+++ Dataset excerpts

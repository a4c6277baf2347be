#![deny(unused_must_use)]

use super::*;
use crate::output::frame::{decode, Frame, FrameIter};

fn plain() -> Context<Vec<u8>>
{
	Context::new(OutputMode::PlainQuiet, Vec::new())
}

fn framed() -> Context<Vec<u8>>
{
	Context::new(OutputMode::Framed, Vec::new())
}

fn written<W: Write + AsRef<[u8]>>(ctx: &Context<W>) -> &[u8]
{
	ctx.output().get_ref().as_ref()
}

#[test]
fn plain_warning()
{
	let mut ctx = plain();
	crate::warning!(ctx, "disk full");
	assert_eq!(written(&ctx), b"fwup: disk full\n");
}

#[test]
fn plain_warning_progress()
{
	let mut ctx = Context::new(OutputMode::PlainProgress, Vec::new());
	crate::warning!(ctx, "{} of {} blocks", 3, 4);
	assert_eq!(written(&ctx), b"\r\x1b[Kfwup: 3 of 4 blocks\n");
}

#[test]
fn framed_warning()
{
	let mut ctx = framed();
	crate::warning!(ctx, "disk full");
	assert_eq!(written(&ctx), b"\x00\x00\x00\x0DWN\x00\x00disk full");
}

#[test]
fn program_name()
{
	let mut ctx = plain().with_program_name("fwtool");
	assert_eq!(ctx.program_name(), "fwtool");
	crate::warning!(ctx, "hello");
	assert_eq!(written(&ctx), b"fwtool: hello\n");
}

#[test]
fn plain_fatal()
{
	let mut ctx = plain();
	let fatal = crate::fatal!(ctx, 3, "bad {}", "config");
	assert_eq!(fatal.status(), 3);
	assert_eq!(fatal.message(), "bad config");
	assert_eq!(fatal.to_string(), "bad config");
	assert_eq!(written(&ctx), b"fwup: bad config\n");
}

#[test]
fn framed_fatal_has_no_decoration()
{
	let mut ctx = framed();
	let err = io::Error::from(io::ErrorKind::NotFound);
	let fatal = ctx.fatal_io(2, &err, format_args!("open {}", "x.fw"));
	assert_eq!(fatal.status(), 2);
	let (len, frame) = decode(written(&ctx)).unwrap();
	assert_eq!(len, written(&ctx).len());
	assert_eq!(frame, Frame::new(FrameType::Failure, 0, b"open x.fw"));
}

#[cfg(unix)]
#[test]
fn plain_fatal_io()
{
	let mut ctx = plain();
	let err = io::Error::from_raw_os_error(libc::ENOENT);
	let fatal = ctx.fatal_io(7, &err, format_args!("open {}", "missing.fw"));
	assert_eq!(fatal.status(), 7);
	assert_eq!(written(&ctx), b"fwup: open missing.fw: No such file or directory\n");
}

#[cfg(target_os = "linux")]
#[test]
fn plain_fatal_errno()
{
	let mut ctx = plain();
	unsafe{*libc::__errno_location() = libc::ENOENT;}
	let fatal = crate::fatal_errno!(ctx, 9, "stat {}", "/nope");
	assert_eq!(fatal.status(), 9);
	assert!(written(&ctx).ends_with(b": No such file or directory\n"));
	assert!(written(&ctx).starts_with(b"fwup: stat /nope: "));
}

#[test]
fn custom_io_error_text()
{
	let err = io::Error::new(io::ErrorKind::Other, "device went away");
	assert_eq!(describe_os_error(&err), "device went away");
	let mut ctx = plain();
	let fatal = ctx.fatal_io(1, &err, format_args!("write"));
	assert_eq!(fatal.message(), "write");
	assert_eq!(written(&ctx), b"fwup: write: device went away\n");
}

fn flash(ctx: &mut Context<Vec<u8>>, image: &[u8]) -> Result<usize, Fatal>
{
	if image.is_empty()
	{
		return Err(crate::fatal!(ctx, 4, "empty image"));
	}
	crate::warning!(ctx, "writing {} bytes", image.len());
	Ok(image.len())
}

#[test]
fn fatal_ends_the_caller()
{
	let mut ctx = plain();
	let fatal = flash(&mut ctx, b"").unwrap_err();
	assert_eq!(fatal.status(), 4);
	assert_eq!(written(&ctx), b"fwup: empty image\n");

	let mut ctx = plain();
	assert_eq!(flash(&mut ctx, b"fw"), Ok(2));
	assert_eq!(written(&ctx), b"fwup: writing 2 bytes\n");
}

#[test]
fn last_error_slot()
{
	let mut ctx = plain();
	assert_eq!(ctx.last_error(), NO_ERROR);
	assert_eq!(ctx.last_error(), "none");
	crate::set_last_error!(ctx, "x={}", 5);
	assert_eq!(ctx.last_error(), "x=5");
	crate::set_last_error!(ctx, "y={}", 6);
	assert_eq!(ctx.last_error(), "y=6");
	assert_eq!(ctx.take_last_error().as_deref(), Some("y=6"));
	assert_eq!(ctx.last_error(), "none");
	// reporting never touches the slot
	assert!(written(&ctx).is_empty());
}

#[test]
fn success_and_progress()
{
	let mut ctx = framed();
	ctx.progress(42);
	ctx.progress(250);
	ctx.success(format_args!("done"));
	let buff = written(&ctx);
	let frames = FrameIter::new(buff).collect::<Result<Vec<_>, _>>().unwrap();
	assert_eq!(frames, vec![
		Frame::new(FrameType::Progress, 42, b""),
		Frame::new(FrameType::Progress, 250, b""),
		Frame::new(FrameType::Success, 0, b"done"),
	]);

	let mut ctx = plain();
	ctx.progress(10);
	ctx.success(format_args!("done"));
	assert_eq!(written(&ctx), b"done\n");
}

#[test]
fn alloc_through_context()
{
	let mut ctx = plain();
	let mut buf = ctx.alloc_page_aligned(10000).unwrap();
	assert_eq!(buf.as_ptr() as usize % ctx.allocator().page_size(), 0);
	buf[9999] = 1;
	assert!(written(&ctx).is_empty());
}

#[test]
fn alloc_failure_is_fatal()
{
	use crate::alloc::Strategy;

	let alloc = PageAllocator::new().with_strategy(Strategy::Offset).unwrap();
	let mut ctx = plain().with_allocator(alloc);
	let fatal = ctx.alloc_page_aligned(usize::MAX).unwrap_err();
	assert_eq!(fatal.status(), EXIT_FAILURE);
	let text = String::from_utf8(written(&ctx).to_vec()).unwrap();
	assert!(text.starts_with("fwup: allocation size overflow"), "{text}");
}
use core::fmt;
use std::io::{self, Stdout, Write};

use thiserror::Error;

use crate::alloc::{PageAllocator, PageBuffer};
use crate::output::{FrameType, Output, OutputMode};
use crate::timestamp;

#[cfg(test)]
mod test;

pub const DEFAULT_PROGRAM_NAME: &str = "fwup";
/// What [`Context::last_error`] reports when nothing has been recorded.
pub const NO_ERROR: &str = "none";
pub const EXIT_FAILURE: i32 = 1;

/// Everything a run reports through: output channel, last error and page allocator.
///
/// Created once at startup and handed down by reference.
pub struct Context<W: Write = Stdout>
{
	output: Output<W>,
	program_name: String,
	last_error: Option<String>,
	alloc: PageAllocator,
	creation_timestamp: Option<String>,
}

impl Context<Stdout>
{
	pub fn stdout(mode: OutputMode) -> Self
	{
		Self::new(mode, io::stdout())
	}
}

impl<W: Write> Context<W>
{
	pub fn new(mode: OutputMode, dst: W) -> Self
	{
		Self
		{
			output: Output::new(mode, dst),
			program_name: DEFAULT_PROGRAM_NAME.to_owned(),
			last_error: None,
			alloc: PageAllocator::new(),
			creation_timestamp: None,
		}
	}

	pub fn with_program_name(mut self, name: impl Into<String>) -> Self
	{
		self.program_name = name.into();
		self
	}

	pub fn with_allocator(mut self, alloc: PageAllocator) -> Self
	{
		self.alloc = alloc;
		self
	}

	pub fn mode(&self) -> OutputMode
	{
		self.output.mode()
	}

	pub fn program_name(&self) -> &str
	{
		&self.program_name
	}

	pub fn output(&self) -> &Output<W>
	{
		&self.output
	}

	pub fn output_mut(&mut self) -> &mut Output<W>
	{
		&mut self.output
	}

	pub fn allocator(&self) -> &PageAllocator
	{
		&self.alloc
	}

	fn compose(&self, args: fmt::Arguments<'_>, os_error: Option<&io::Error>) -> String
	{
		// frames already say who is talking, so only plain text gets decorated
		if self.output.mode().is_framed()
		{
			return args.to_string();
		}
		let mut text = format!("{}: {args}", self.program_name);
		if let Some(err) = os_error
		{
			text.push_str(": ");
			text.push_str(&describe_os_error(err));
		}
		text.push('\n');
		text
	}

	fn report_fatal(&mut self, status: i32, args: fmt::Arguments<'_>, os_error: Option<&io::Error>) -> Fatal
	{
		let text = self.compose(args, os_error);
		self.output.emit(FrameType::Failure, 0, text.as_bytes());
		Fatal{status, message: args.to_string()}
	}

	/// Reports an unrecoverable error. The caller must hand the result up to [`Fatal::exit`].
	pub fn fatal(&mut self, status: i32, args: fmt::Arguments<'_>) -> Fatal
	{
		self.report_fatal(status, args, None)
	}

	/// Like [`Context::fatal`], adding the description of the calling thread's last OS error.
	pub fn fatal_errno(&mut self, status: i32, args: fmt::Arguments<'_>) -> Fatal
	{
		let err = io::Error::last_os_error();
		self.report_fatal(status, args, Some(&err))
	}

	/// Like [`Context::fatal_errno`] with an OS error that was already captured.
	pub fn fatal_io(&mut self, status: i32, err: &io::Error, args: fmt::Arguments<'_>) -> Fatal
	{
		self.report_fatal(status, args, Some(err))
	}

	pub fn warning(&mut self, args: fmt::Arguments<'_>)
	{
		let text = self.compose(args, None);
		self.output.emit(FrameType::Warning, 0, text.as_bytes());
	}

	pub fn success(&mut self, args: fmt::Arguments<'_>)
	{
		let text = if self.output.mode().is_framed() {args.to_string()} else {format!("{args}\n")};
		self.output.emit(FrameType::Success, 0, text.as_bytes());
	}

	/// Publishes a completion percentage on the progress channel, passed through as the frame code.
	pub fn progress(&mut self, percent: u16)
	{
		self.output.emit(FrameType::Progress, percent, b"");
	}

	/// Replaces the recorded error message, dropping the previous one.
	pub fn set_last_error(&mut self, args: fmt::Arguments<'_>)
	{
		self.last_error = Some(args.to_string());
	}

	pub fn last_error(&self) -> &str
	{
		self.last_error.as_deref().unwrap_or(NO_ERROR)
	}

	pub fn take_last_error(&mut self) -> Option<String>
	{
		self.last_error.take()
	}

	/// Page-aligned buffer of `size` zeroed bytes; allocation failure is fatal.
	pub fn alloc_page_aligned(&mut self, size: usize) -> Result<PageBuffer, Fatal>
	{
		match self.alloc.buffer(size)
		{
			Ok(buf) => Ok(buf),
			Err(e) => match e.os_error()
			{
				Some(os) => Err(self.fatal_io(EXIT_FAILURE, os, format_args!("{e}"))),
				None => Err(self.fatal(EXIT_FAILURE, format_args!("{e}"))),
			},
		}
	}

	/// Creation timestamp of this run, identical across calls.
	pub fn creation_timestamp(&mut self) -> &str
	{
		self.creation_timestamp.get_or_insert_with(timestamp::resolve_creation_timestamp)
	}
}

/// An error that has already been reported and now only has to end the process.
///
/// Nothing may run after a fatal report: return it up to `main` (it works with `?`) and call
/// [`Fatal::exit`] there. Dropping it keeps the process going as if nothing happened.
#[derive(Clone, Debug, Eq, Error, PartialEq)]
#[error("{message}")]
#[must_use = "a reported fatal error must be handed up to Fatal::exit"]
pub struct Fatal
{
	status: i32,
	message: String,
}

impl Fatal
{
	pub fn status(&self) -> i32
	{
		self.status
	}

	pub fn message(&self) -> &str
	{
		&self.message
	}

	pub fn exit(self) -> !
	{
		std::process::exit(self.status)
	}
}

/// The platform's description of an OS error, without Rust's `(os error N)` suffix.
pub fn describe_os_error(err: &io::Error) -> String
{
	match err.raw_os_error()
	{
		Some(code) => os_error_string(code),
		None => err.to_string(),
	}
}

#[cfg(unix)]
fn os_error_string(code: i32) -> String
{
	use std::ffi::CStr;

	let mut buff = [0 as libc::c_char; 256];
	let rc = unsafe{libc::strerror_r(code, buff.as_mut_ptr(), buff.len())};
	if rc != 0
	{
		return io::Error::from_raw_os_error(code).to_string();
	}
	unsafe{CStr::from_ptr(buff.as_ptr())}.to_string_lossy().into_owned()
}

#[cfg(not(unix))]
fn os_error_string(code: i32) -> String
{
	let text = io::Error::from_raw_os_error(code).to_string();
	match text.rfind(" (os error ")
	{
		Some(pos) => text[..pos].to_owned(),
		None => text,
	}
}

/// Reports a fatal error: `fatal!(ctx, status, "format", args...)` evaluates to a [`Fatal`].
#[macro_export]
macro_rules!fatal
{
	($ctx:expr, $status:expr, $($arg:tt)+) => {$ctx.fatal($status, format_args!($($arg)+))};
}

/// Same as [`fatal!`], appending the description of the last OS error.
#[macro_export]
macro_rules!fatal_errno
{
	($ctx:expr, $status:expr, $($arg:tt)+) => {$ctx.fatal_errno($status, format_args!($($arg)+))};
}

#[macro_export]
macro_rules!warning
{
	($ctx:expr, $($arg:tt)+) => {$ctx.warning(format_args!($($arg)+))};
}

#[macro_export]
macro_rules!set_last_error
{
	($ctx:expr, $($arg:tt)+) => {$ctx.set_last_error(format_args!($($arg)+))};
}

++++++

● Description of the task: Copy each line of the listing above that contains the word "expr".

● Result of this exercise:
	($ctx:expr, $status:expr, $($arg:tt)+) => {$ctx.fatal($status, format_args!($($arg)+))};
	($ctx:expr, $status:expr, $($arg:tt)+) => {$ctx.fatal_errno($status, format_args!($($arg)+))};
	($ctx:expr, $($arg:tt)+) => {$ctx.warning(format_args!($($arg)+))};
	($ctx:expr, $($arg:tt)+) => {$ctx.set_last_error(format_args!($($arg)+))};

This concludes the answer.